In the sixth chapter of this book, Wolf discusses one of the more significant consequences of the beauty myth: the relationship between mass consumer culture, commodified beauty, the cult of thinness, and serious psychological ailments like anorexia and bulimia. Wolf also provides historic parallels between psychological conditions from the Victorian era and the late 20th century. In her view, these issues stem from the oppression of women.

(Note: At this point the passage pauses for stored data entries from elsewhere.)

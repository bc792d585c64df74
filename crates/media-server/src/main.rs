mod api;
mod config;
mod error;
mod library;
mod openapi;
mod state;
mod streams;

use std::path::PathBuf;

use actix_web::{App, HttpServer, middleware::Logger, web};
use anyhow::Result;
use clap::Parser;
use tracing_subscriber::EnvFilter;
use utoipa::OpenApi;
use utoipa_swagger_ui::SwaggerUi;

use crate::config::ServerConfig;
use crate::library::scan_catalog;
use crate::state::AppState;

#[derive(Parser, Debug)]
#[command(name = "media-server", version)]
struct Args {
    /// HTTP bind address, e.g. 0.0.0.0:10000
    #[arg(long)]
    bind: Option<std::net::SocketAddr>,

    /// Directory holding the served tracks
    #[arg(long)]
    media_dir: Option<PathBuf>,

    /// Optional server config file (TOML)
    #[arg(long)]
    config: Option<PathBuf>,
}

#[actix_web::main]
async fn main() -> Result<()> {
    let args = Args::parse();

    tracing_subscriber::fmt()
        .with_env_filter(EnvFilter::try_from_default_env().unwrap_or_else(|_| {
            EnvFilter::new("info,actix_web=info,media_server=info")
        }))
        .init();

    let cfg = match args.config.as_ref() {
        Some(path) => ServerConfig::load(path)?,
        None => ServerConfig::default(),
    };
    let settings = cfg.resolve(args.bind, args.media_dir)?;
    tracing::info!(
        bind = %settings.bind,
        media_dir = %settings.media_dir.display(),
        extensions = ?settings.extensions,
        max_chunk_bytes = settings.max_chunk_bytes,
        "starting media-server"
    );

    let catalog = scan_catalog(&settings.media_dir, &settings.extensions)?;
    if catalog.is_empty() {
        tracing::warn!(root = %catalog.root().display(), "no tracks found");
    } else {
        tracing::info!(count = catalog.len(), "total tracks loaded");
    }
    let state = web::Data::new(AppState::new(catalog, settings.max_chunk_bytes));

    HttpServer::new(move || {
        App::new()
            .app_data(state.clone())
            .wrap(Logger::default().exclude("/health"))
            .service(
                SwaggerUi::new("/swagger-ui/{_:.*}")
                    .url("/api-doc/openapi.json", openapi::ApiDoc::openapi()),
            )
            .configure(api::configure)
    })
    .bind(settings.bind)?
    .run()
    .await?;

    tracing::info!("shutdown");
    Ok(())
}
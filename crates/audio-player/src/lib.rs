//! Audio output building blocks: a pull-driven sink fed with encoded bytes, decoded with
//! Symphonia, resampled with Rubato and played through CPAL.

pub mod config;
pub mod decode;
pub mod device;
pub mod feed;
pub mod pipeline;
pub mod playback;
pub mod queue;
pub mod resample;
pub mod sink;
pub mod status;
pub mod stream_sink;

pub use config::{PlaybackConfig, SinkConfig};
pub use feed::ByteFeed;
pub use sink::{PipelineState, Sink, SinkEvent, SinkEventHandler};
pub use stream_sink::StreamSink;
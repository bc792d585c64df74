//! [`Sink`] implementation that plays through a CPAL output device.
//!
//! Two threads per pipeline:
//! - the feeder waits for room in the [`ByteFeed`] and emits [`SinkEvent::NeedData`]
//! - the pipeline thread decodes from the feed and drives the output stream
//!
//! Pausing only flips the output callback to silence. The decoded queues stop draining,
//! the decoder stops reading, and the feed stays full, so the feeder goes quiet on its own.

use std::sync::atomic::{AtomicBool, Ordering};
use std::sync::{Arc, Mutex};
use std::thread::{self, JoinHandle};
use std::time::Duration;

use anyhow::{Context, Result};
use crossbeam_channel::{Receiver, RecvTimeoutError};
use symphonia::core::probe::Hint;

use crate::config::SinkConfig;
use crate::device;
use crate::feed::{ByteFeed, Demand, FeedReader};
use crate::pipeline::{self, PipelineParams};
use crate::playback::OutputControl;
use crate::sink::{HandlerSlot, PipelineState, Sink, SinkEvent, SinkEventHandler};
use crate::status::OutputStatusState;

const DEMAND_POLL: Duration = Duration::from_millis(100);

pub struct StreamSink {
    config: SinkConfig,
    status: Option<Arc<Mutex<OutputStatusState>>>,
    handler: HandlerSlot,
    state: PipelineState,
    running: Option<RunningPipeline>,
}

struct RunningPipeline {
    feed: Arc<ByteFeed>,
    control: OutputControl,
    cancel: Arc<AtomicBool>,
    feeder: JoinHandle<()>,
    pipeline: JoinHandle<()>,
    done_rx: Receiver<()>,
}

impl StreamSink {
    pub fn new(config: SinkConfig) -> Self {
        Self {
            config,
            status: None,
            handler: HandlerSlot::default(),
            state: PipelineState::Null,
            running: None,
        }
    }

    /// Report device and progress counters into `status` while playing.
    pub fn with_status(mut self, status: Arc<Mutex<OutputStatusState>>) -> Self {
        self.status = Some(status);
        self
    }

    fn start(&mut self) -> Result<()> {
        let host = cpal::default_host();
        let device = device::pick_device(&host, self.config.device.as_deref())?;

        let feed = Arc::new(ByteFeed::new(self.config.max_bytes));
        let cancel = Arc::new(AtomicBool::new(false));
        let control = OutputControl::default();
        let (done_tx, done_rx) = crossbeam_channel::bounded(1);

        let feeder = {
            let feed = feed.clone();
            let handler = self.handler.clone();
            let cancel = cancel.clone();
            let retry = self.config.retry_interval;
            thread::Builder::new()
                .name("sink-feeder".into())
                .spawn(move || run_feeder(&feed, &handler, &cancel, retry))
                .context("spawn feeder thread")?
        };

        let params = PipelineParams {
            device,
            playback: self.config.playback.clone(),
            control: control.clone(),
            cancel: cancel.clone(),
            status: self.status.clone(),
        };
        let mut hint = Hint::new();
        if let Some(ext) = self.config.hint_extension.as_deref() {
            hint.with_extension(ext);
        }
        let pipeline = {
            let pipe_feed = feed.clone();
            let handler = self.handler.clone();
            let pipe_cancel = cancel.clone();
            let spawned = thread::Builder::new()
                .name("sink-pipeline".into())
                .spawn(move || {
                    let source = Box::new(FeedReader::new(pipe_feed.clone()));
                    if let Err(e) = pipeline::run_pipeline(source, hint, params) {
                        if !pipe_cancel.load(Ordering::Relaxed) {
                            tracing::warn!(error = %format!("{e:#}"), "sink pipeline failed");
                            handler.emit(
                                SinkEvent::Error {
                                    message: format!("{e:#}"),
                                },
                                &pipe_feed,
                            );
                        }
                    }
                    pipe_feed.close();
                    let _ = done_tx.send(());
                });
            match spawned {
                Ok(handle) => handle,
                Err(e) => {
                    cancel.store(true, Ordering::Relaxed);
                    feed.close();
                    let _ = feeder.join();
                    return Err(e).context("spawn pipeline thread");
                }
            }
        };

        self.running = Some(RunningPipeline {
            feed,
            control,
            cancel,
            feeder,
            pipeline,
            done_rx,
        });
        Ok(())
    }

    /// Tear the pipeline down. With `drain`, audio already buffered after end-of-stream
    /// plays out first, bounded by `drain_timeout`.
    fn stop(&mut self, drain: bool) {
        let Some(run) = self.running.take() else {
            return;
        };

        if drain && run.feed.is_end_of_stream() && !run.control.paused.load(Ordering::Relaxed) {
            match run.done_rx.recv_timeout(self.config.drain_timeout) {
                Ok(()) | Err(RecvTimeoutError::Disconnected) => {
                    tracing::debug!("sink drained")
                }
                Err(RecvTimeoutError::Timeout) => tracing::debug!(
                    timeout_ms = self.config.drain_timeout.as_millis() as u64,
                    "sink drain timed out"
                ),
            }
        }

        run.cancel.store(true, Ordering::Relaxed);
        run.feed.close();
        if run.feeder.join().is_err() {
            tracing::warn!("sink feeder thread panicked");
        }
        if run.pipeline.join().is_err() {
            tracing::warn!("sink pipeline thread panicked");
        }
    }

    fn set_paused(&self, paused: bool) {
        if let Some(run) = &self.running {
            run.control.paused.store(paused, Ordering::Relaxed);
        }
    }
}

impl Sink for StreamSink {
    fn connect(&mut self, handler: SinkEventHandler) {
        self.handler.set(handler);
    }

    fn disconnect(&mut self) {
        self.handler.clear();
    }

    fn set_state(&mut self, state: PipelineState) -> Result<()> {
        if state == self.state {
            return Ok(());
        }
        match (self.state, state) {
            (PipelineState::Null, target) => {
                self.start()?;
                self.set_paused(target == PipelineState::Paused);
            }
            (_, PipelineState::Null) => self.stop(false),
            (_, target) => self.set_paused(target == PipelineState::Paused),
        }
        tracing::debug!(from = ?self.state, to = ?state, "sink state change");
        self.state = state;
        Ok(())
    }

    fn state(&self) -> PipelineState {
        self.state
    }

    fn finish(&mut self) -> Result<()> {
        if self.state != PipelineState::Null {
            self.stop(true);
            tracing::debug!(from = ?self.state, "sink finished");
            self.state = PipelineState::Null;
        }
        Ok(())
    }
}

impl Drop for StreamSink {
    fn drop(&mut self) {
        self.handler.clear();
        self.stop(false);
    }
}

/// Emit need-data while the feed has room, until it finishes or `cancel` is set.
fn run_feeder(feed: &ByteFeed, handler: &HandlerSlot, cancel: &AtomicBool, retry: Duration) {
    while !cancel.load(Ordering::Relaxed) {
        match feed.wait_for_demand(DEMAND_POLL) {
            Demand::Finished => break,
            Demand::Satisfied => continue,
            Demand::Wanted(length) => {
                let before = feed.pushed_total();
                let delivered = handler.emit(SinkEvent::NeedData { length }, feed);
                let idle = !delivered || feed.pushed_total() == before;
                if idle && !feed.is_end_of_stream() && !cancel.load(Ordering::Relaxed) {
                    thread::sleep(retry);
                }
            }
        }
    }
}
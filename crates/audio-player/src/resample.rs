//! Streaming resample stage.
//!
//! Uses Rubato to convert decoded interleaved `f32` audio from the source rate to the
//! output device rate. Runs in a background thread and writes into a bounded
//! [`SharedAudio`] queue consumed by the playback stage.

use std::sync::Arc;
use std::thread;

use anyhow::{Context, Result};
use audioadapter_buffers::direct::InterleavedSlice;
use rubato::{
    Async, FixedAsync, Indexing, Resampler, SincInterpolationParameters, SincInterpolationType,
    WindowFunction, calculate_cutoff,
};
use symphonia::core::audio::SignalSpec;

use crate::queue::{PopStrategy, SharedAudio, calc_max_buffered_samples};

/// Configuration for the streaming resampler stage.
#[derive(Clone, Copy, Debug)]
pub struct ResampleConfig {
    /// Input chunk size in frames for the steady-state loop.
    pub chunk_frames: usize,
    /// Buffering (seconds) of the output queue.
    pub buffer_seconds: f32,
}

/// Start a resampler thread reading `srcq` at `src_spec.rate` and writing `dst_rate`.
///
/// The output queue closes once `srcq` is closed and drained, or on a resampler error.
pub fn start_resampler(
    srcq: Arc<SharedAudio>,
    src_spec: SignalSpec,
    dst_rate: u32,
    cfg: ResampleConfig,
) -> Result<Arc<SharedAudio>> {
    let channels = src_spec.channels.count();
    let ratio = dst_rate as f64 / src_spec.rate as f64;

    let max_buffered_samples = calc_max_buffered_samples(dst_rate, channels, cfg.buffer_seconds);
    let dstq = Arc::new(SharedAudio::new(channels, max_buffered_samples));

    let sinc_len = 128;
    let window = WindowFunction::BlackmanHarris2;
    let params = SincInterpolationParameters {
        sinc_len,
        f_cutoff: calculate_cutoff(sinc_len, window),
        interpolation: SincInterpolationType::Cubic,
        oversampling_factor: 256,
        window,
    };
    let chunk_frames = cfg.chunk_frames.max(1);

    let resampler = Async::<f32>::new_sinc(
        ratio,
        1.1,
        &params,
        chunk_frames,
        channels,
        FixedAsync::Input,
    )
    .context("create resampler")?;

    let dstq_thread = dstq.clone();
    thread::Builder::new()
        .name("audio-resample".into())
        .spawn(move || {
            let mut stage = ResampleStage {
                resampler: Box::new(resampler),
                channels,
                out: vec![0.0f32; channels * chunk_frames * 3],
            };

            while let Some(block) = srcq.pop(PopStrategy::BlockingExact {
                frames: chunk_frames,
            }) {
                if let Err(e) = stage.process(&block, None, &dstq_thread) {
                    tracing::error!("resampler process error: {e:#}");
                    dstq_thread.close();
                    return;
                }
            }

            // Flush the partial block left when the source closed.
            while let Some(tail) = srcq.pop(PopStrategy::BlockingUpTo {
                max_frames: chunk_frames,
            }) {
                let tail_frames = tail.len() / channels;
                if tail_frames == 0 {
                    continue;
                }
                if let Err(e) = stage.process(&tail, Some(tail_frames), &dstq_thread) {
                    tracing::error!("resampler tail error: {e:#}");
                    break;
                }
            }

            dstq_thread.close();
        })
        .context("spawn resampler thread")?;

    Ok(dstq)
}

struct ResampleStage {
    resampler: Box<dyn Resampler<f32>>,
    channels: usize,
    out: Vec<f32>,
}

impl ResampleStage {
    fn process(&mut self, input: &[f32], partial: Option<usize>, dstq: &SharedAudio) -> Result<()> {
        let frames = input.len() / self.channels;
        let input_adapter = InterleavedSlice::new(input, self.channels, frames)
            .context("interleaved slice (input)")?;

        let out_frames = self.out.len() / self.channels;
        let mut output_adapter = InterleavedSlice::new_mut(&mut self.out, self.channels, out_frames)
            .context("interleaved slice (output)")?;

        let indexing = Indexing {
            input_offset: 0,
            output_offset: 0,
            active_channels_mask: None,
            partial_len: partial,
        };

        let (_consumed, produced) = self
            .resampler
            .process_into_buffer(&input_adapter, &mut output_adapter, Some(&indexing))
            .context("resample block")?;

        let produced_samples = produced * self.channels;
        if produced_samples > 0 {
            dstq.push_interleaved_blocking(&self.out[..produced_samples]);
        }
        Ok(())
    }
}
use std::sync::{Arc, Mutex};
use std::sync::atomic::Ordering;

use crate::playback::OutputControl;

/// Output-side status updated by a running pipeline.
#[derive(Debug, Default)]
pub struct OutputStatusState {
    /// Selected output device name.
    pub device: Option<String>,
    /// Effective output sample rate in Hz.
    pub sample_rate: Option<u32>,
    /// Effective output channel count.
    pub channels: Option<u16>,
    /// Source codec name (for example MP3).
    pub source_codec: Option<String>,
    /// Whether a resampler stage is active.
    pub resampling: Option<bool>,
    /// Counters shared with the output callback.
    pub control: Option<OutputControl>,
}

/// Point-in-time copy of [`OutputStatusState`].
#[derive(Clone, Debug, Default, PartialEq, Eq)]
pub struct OutputSnapshot {
    pub device: Option<String>,
    pub sample_rate: Option<u32>,
    pub channels: Option<u16>,
    pub source_codec: Option<String>,
    pub resampling: Option<bool>,
    pub paused: bool,
    pub elapsed_ms: Option<u64>,
    pub underrun_frames: Option<u64>,
    pub underrun_events: Option<u64>,
}

impl OutputStatusState {
    /// Create a shared, mutex-protected status store.
    pub fn shared() -> Arc<Mutex<Self>> {
        Arc::new(Mutex::new(Self::default()))
    }

    pub fn snapshot(&self) -> OutputSnapshot {
        let control = self.control.as_ref();
        let elapsed_ms = match (control, self.sample_rate) {
            (Some(c), Some(sr)) if sr > 0 => {
                Some(c.played_frames.load(Ordering::Relaxed).saturating_mul(1000) / sr as u64)
            }
            _ => None,
        };
        OutputSnapshot {
            device: self.device.clone(),
            sample_rate: self.sample_rate,
            channels: self.channels,
            source_codec: self.source_codec.clone(),
            resampling: self.resampling,
            paused: control
                .map(|c| c.paused.load(Ordering::Relaxed))
                .unwrap_or(false),
            elapsed_ms,
            underrun_frames: control.map(|c| c.underrun_frames.load(Ordering::Relaxed)),
            underrun_events: control.map(|c| c.underrun_events.load(Ordering::Relaxed)),
        }
    }

    /// Forget the current pipeline; the device name is kept for display.
    pub fn clear(&mut self) {
        self.sample_rate = None;
        self.channels = None;
        self.source_codec = None;
        self.resampling = None;
        self.control = None;
    }
}

#[cfg(test)]
mod tests {
    use super::*;

    #[test]
    fn snapshot_reports_elapsed_and_paused() {
        let control = OutputControl::default();
        control.played_frames.store(88_200, Ordering::Relaxed);
        control.paused.store(true, Ordering::Relaxed);
        let state = OutputStatusState {
            sample_rate: Some(44_100),
            control: Some(control),
            ..Default::default()
        };

        let snap = state.snapshot();
        assert_eq!(snap.elapsed_ms, Some(2000));
        assert!(snap.paused);
        assert_eq!(snap.underrun_frames, Some(0));
    }

    #[test]
    fn clear_keeps_device_name() {
        let mut state = OutputStatusState {
            device: Some("USB DAC".to_string()),
            sample_rate: Some(48_000),
            channels: Some(2),
            control: Some(OutputControl::default()),
            ..Default::default()
        };
        state.clear();
        let snap = state.snapshot();
        assert_eq!(snap.device.as_deref(), Some("USB DAC"));
        assert!(snap.sample_rate.is_none());
        assert!(snap.elapsed_ms.is_none());
    }
}
//! `media-control` — drive a media server and a render node from the command line.
//!
//! The `demo` subcommand walks through a whole session: list tracks, bind the render
//! node to the server, play the first track for a few seconds, then switch to the second.

mod remote;

use std::thread;
use std::time::Duration;

use anyhow::Result;
use clap::{Parser, Subcommand};
use spotifice_types::RenderStatus;
use tracing_subscriber::EnvFilter;

use crate::remote::{MediaRender, MediaServer};

#[derive(Parser, Debug)]
#[command(name = "media-control", version)]
struct Args {
    /// Base URL of the media server
    #[arg(long, default_value = "http://127.0.0.1:10000")]
    server: String,

    /// Base URL of the render node
    #[arg(long, default_value = "http://127.0.0.1:10001")]
    render: String,

    #[command(subcommand)]
    cmd: Command,
}

#[derive(Subcommand, Debug)]
enum Command {
    /// List the server's tracks
    Tracks,
    /// Bind the render node to the media server
    Bind,
    /// Unbind the render node
    Unbind,
    /// Load a track into the render node
    Load { track_id: String },
    Play,
    Stop,
    Pause,
    Resume,
    /// Show the render node status
    Status,
    /// Play the first two tracks back to back
    Demo {
        /// Seconds to play the first track
        #[arg(long, default_value_t = 5)]
        first_secs: u64,
        /// Seconds to play the second track
        #[arg(long, default_value_t = 3)]
        second_secs: u64,
    },
}

fn main() -> Result<()> {
    let args = Args::parse();
    tracing_subscriber::fmt()
        .with_env_filter(
            EnvFilter::try_from_default_env()
                .unwrap_or_else(|_| EnvFilter::new("warn,media_control=info")),
        )
        .init();

    let server = MediaServer::new(&args.server);
    let render = MediaRender::new(&args.render);

    match args.cmd {
        Command::Tracks => {
            for t in server.all_tracks()? {
                println!("- {}: {}", t.id, t.title);
            }
        }
        Command::Bind => render.bind(server.base())?,
        Command::Unbind => render.unbind()?,
        Command::Load { track_id } => {
            let info = render.load(&track_id)?;
            println!("Loaded {} - {}", info.id, info.title);
        }
        Command::Play => render.play()?,
        Command::Stop => render.stop()?,
        Command::Pause => render.pause()?,
        Command::Resume => render.resume()?,
        Command::Status => print_status(&render.status()?),
        Command::Demo {
            first_secs,
            second_secs,
        } => run_demo(
            &server,
            &render,
            Duration::from_secs(first_secs),
            Duration::from_secs(second_secs),
        )?,
    }
    Ok(())
}

fn run_demo(
    server: &MediaServer,
    render: &MediaRender,
    first: Duration,
    second: Duration,
) -> Result<()> {
    println!("Fetching all tracks...");
    let tracks = server.all_tracks()?;
    for t in &tracks {
        println!("- {}: {}", t.id, t.title);
    }
    let Some(head) = tracks.first() else {
        println!("No tracks found.");
        return Ok(());
    };

    println!("Requesting info for track {}", head.id);
    let info = server.track_info(&head.id)?;
    println!("Track info: {} - {}", info.id, info.title);
    println!("Loading track into MediaRender...");

    render.bind(server.base())?;
    render.stop()?;
    render.load(&info.id)?;
    render.play()?;
    tracing::info!(track_id = %info.id, secs = first.as_secs(), "playing first track");
    thread::sleep(first);
    render.stop()?;

    let Some(next) = tracks.get(1) else {
        println!("Only one track available; demo finished.");
        return Ok(());
    };
    render.load(&next.id)?;
    render.play()?;
    tracing::info!(track_id = %next.id, secs = second.as_secs(), "playing second track");
    thread::sleep(second);
    print_status(&render.status()?);
    Ok(())
}

fn print_status(status: &RenderStatus) {
    println!("render:  {}", status.render_id);
    println!("state:   {}", status.state);
    println!("server:  {}", status.server.as_deref().unwrap_or("-"));
    match &status.track {
        Some(t) => println!("track:   {} ({})", t.title, t.id),
        None => println!("track:   -"),
    }
    println!("data:    {} chunks, {} bytes", status.chunks, status.bytes);
    if let Some(device) = &status.device {
        let rate = status
            .sample_rate
            .map(|r| format!("{r} Hz"))
            .unwrap_or_else(|| "-".to_string());
        println!("device:  {device} @ {rate}");
    }
    if let Some(ms) = status.elapsed_ms {
        println!("elapsed: {:.1}s", ms as f64 / 1000.0);
    }
}

#[cfg(test)]
mod tests {
    use super::*;

    #[test]
    fn defaults_point_at_local_services() {
        let args = Args::try_parse_from(["media-control", "status"]).unwrap();
        assert_eq!(args.server, "http://127.0.0.1:10000");
        assert_eq!(args.render, "http://127.0.0.1:10001");
        assert!(matches!(args.cmd, Command::Status));
    }

    #[test]
    fn demo_durations_are_configurable() {
        let args =
            Args::try_parse_from(["media-control", "demo", "--first-secs", "1"]).unwrap();
        assert!(matches!(
            args.cmd,
            Command::Demo {
                first_secs: 1,
                second_secs: 3
            }
        ));
    }
}
//! Encoded-byte input buffer for pull-driven sinks.
//!
//! A [`ByteFeed`] sits between whoever produces encoded audio (pushed in response to
//! need-data events) and the decoder that consumes it:
//! - the sink's feeder thread calls [`ByteFeed::wait_for_demand`] and asks for more data
//!   only while fewer than `max_bytes` are buffered
//! - the decoder reads through [`FeedReader`], blocking until bytes arrive or the
//!   stream ends
//!
//! End-of-stream is sticky: once signalled, pushes are rejected and readers see EOF
//! after the remaining bytes are drained. `close()` is the hard stop used on teardown.

use std::collections::VecDeque;
use std::io::{self, Read, Seek, SeekFrom};
use std::sync::{Arc, Condvar, Mutex, MutexGuard, PoisonError};
use std::time::Duration;

use symphonia::core::io::MediaSource;

/// Result of waiting for the buffer to drain below its limit.
#[derive(Clone, Copy, Debug, PartialEq, Eq)]
pub enum Demand {
    /// The buffer can take this many more bytes.
    Wanted(usize),
    /// Still full when the wait timed out.
    Satisfied,
    /// End-of-stream or closed; no more data will be accepted.
    Finished,
}

/// Thread-safe byte buffer with end-of-stream signalling.
pub struct ByteFeed {
    inner: Mutex<FeedInner>,
    cv: Condvar,
    max_bytes: usize,
}

struct FeedInner {
    buf: VecDeque<u8>,
    eos: bool,
    closed: bool,
    pushed_total: u64,
}

impl ByteFeed {
    pub fn new(max_bytes: usize) -> Self {
        Self {
            inner: Mutex::new(FeedInner {
                buf: VecDeque::new(),
                eos: false,
                closed: false,
                pushed_total: 0,
            }),
            cv: Condvar::new(),
            max_bytes: max_bytes.max(1),
        }
    }

    fn lock(&self) -> MutexGuard<'_, FeedInner> {
        self.inner.lock().unwrap_or_else(PoisonError::into_inner)
    }

    pub fn max_bytes(&self) -> usize {
        self.max_bytes
    }

    /// Bytes currently buffered.
    pub fn level(&self) -> usize {
        self.lock().buf.len()
    }

    /// Total bytes accepted since creation.
    pub fn pushed_total(&self) -> u64 {
        self.lock().pushed_total
    }

    /// Append a chunk. Never blocks; a chunk may overshoot `max_bytes`.
    ///
    /// Returns `false` when the feed already reached end-of-stream or was closed.
    pub fn push(&self, bytes: &[u8]) -> bool {
        let mut g = self.lock();
        if g.eos || g.closed {
            return false;
        }
        g.buf.extend(bytes.iter().copied());
        g.pushed_total = g.pushed_total.saturating_add(bytes.len() as u64);
        drop(g);
        self.cv.notify_all();
        true
    }

    /// Mark the end of the stream. Buffered bytes stay readable.
    pub fn end_of_stream(&self) {
        let mut g = self.lock();
        g.eos = true;
        drop(g);
        self.cv.notify_all();
    }

    pub fn is_end_of_stream(&self) -> bool {
        self.lock().eos
    }

    /// Drop buffered bytes and wake every waiter. Readers see EOF immediately.
    pub fn close(&self) {
        let mut g = self.lock();
        g.closed = true;
        g.buf.clear();
        drop(g);
        self.cv.notify_all();
    }

    pub fn is_closed(&self) -> bool {
        self.lock().closed
    }

    /// Block until the buffer has room, the feed finishes, or `timeout` elapses.
    pub fn wait_for_demand(&self, timeout: Duration) -> Demand {
        let g = self.lock();
        let (g, _) = self
            .cv
            .wait_timeout_while(g, timeout, |inner| {
                !inner.eos && !inner.closed && inner.buf.len() >= self.max_bytes
            })
            .unwrap_or_else(PoisonError::into_inner);
        if g.eos || g.closed {
            Demand::Finished
        } else if g.buf.len() < self.max_bytes {
            Demand::Wanted(self.max_bytes - g.buf.len())
        } else {
            Demand::Satisfied
        }
    }

    /// Blocking read used by the decoder side.
    ///
    /// Returns `0` only at end-of-stream (after draining) or after `close()`.
    pub fn read_blocking(&self, out: &mut [u8]) -> usize {
        if out.is_empty() {
            return 0;
        }
        let g = self.lock();
        let mut g = self
            .cv
            .wait_while(g, |inner| inner.buf.is_empty() && !inner.eos && !inner.closed)
            .unwrap_or_else(PoisonError::into_inner);
        if g.closed {
            return 0;
        }
        let n = out.len().min(g.buf.len());
        for (dst, src) in out.iter_mut().zip(g.buf.drain(..n)) {
            *dst = src;
        }
        drop(g);
        self.cv.notify_all();
        n
    }
}

/// Forward-only reader over a [`ByteFeed`], usable as a Symphonia [`MediaSource`].
pub struct FeedReader {
    feed: Arc<ByteFeed>,
}

impl FeedReader {
    pub fn new(feed: Arc<ByteFeed>) -> Self {
        Self { feed }
    }
}

impl Read for FeedReader {
    fn read(&mut self, buf: &mut [u8]) -> io::Result<usize> {
        Ok(self.feed.read_blocking(buf))
    }
}

impl Seek for FeedReader {
    fn seek(&mut self, _pos: SeekFrom) -> io::Result<u64> {
        Err(io::Error::new(
            io::ErrorKind::Unsupported,
            "byte feed is not seekable",
        ))
    }
}

impl MediaSource for FeedReader {
    fn is_seekable(&self) -> bool {
        false
    }

    fn byte_len(&self) -> Option<u64> {
        None
    }
}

Wolf argues that “[u]p to one tenth of all young American women, up to one fifth of women students in the United States, are locked into one-woman hunger camps” (180). She argues that the statistics about anorexia death rates are not reliable, but it is one of the most damaging mental illnesses linked to toxic mass culture. The problem goes beyond anorexia because 60% of women have issues with food, and 25% of them are on diets (180).
The author blames the beauty myth and its Iron Maiden concept for this statistic. She finds parallels between obtaining the right to vote for women around 1920 and the beginning of dieting and thinness. The author also believes it is no coincidence that the ultra-thin 1960s model Twiggy, considered radical at the time, appeared when the contraceptive pill became available in the US. In each case, the advancement of women’s rights came with an attempt to control women by elevating thinness as the ideal.
She also briefly reviews the history of Western painting, arguing that at one point or another, various female body parts were considered beautiful when ample. For example, “ripe bellies” were preferable in the 15th to the 17th centuries and large shoulders were idealized in the 19th century. Therefore, the proliferation of images featuring slender models in the 20th century shows the cultural relativism of women’s bodily ideals.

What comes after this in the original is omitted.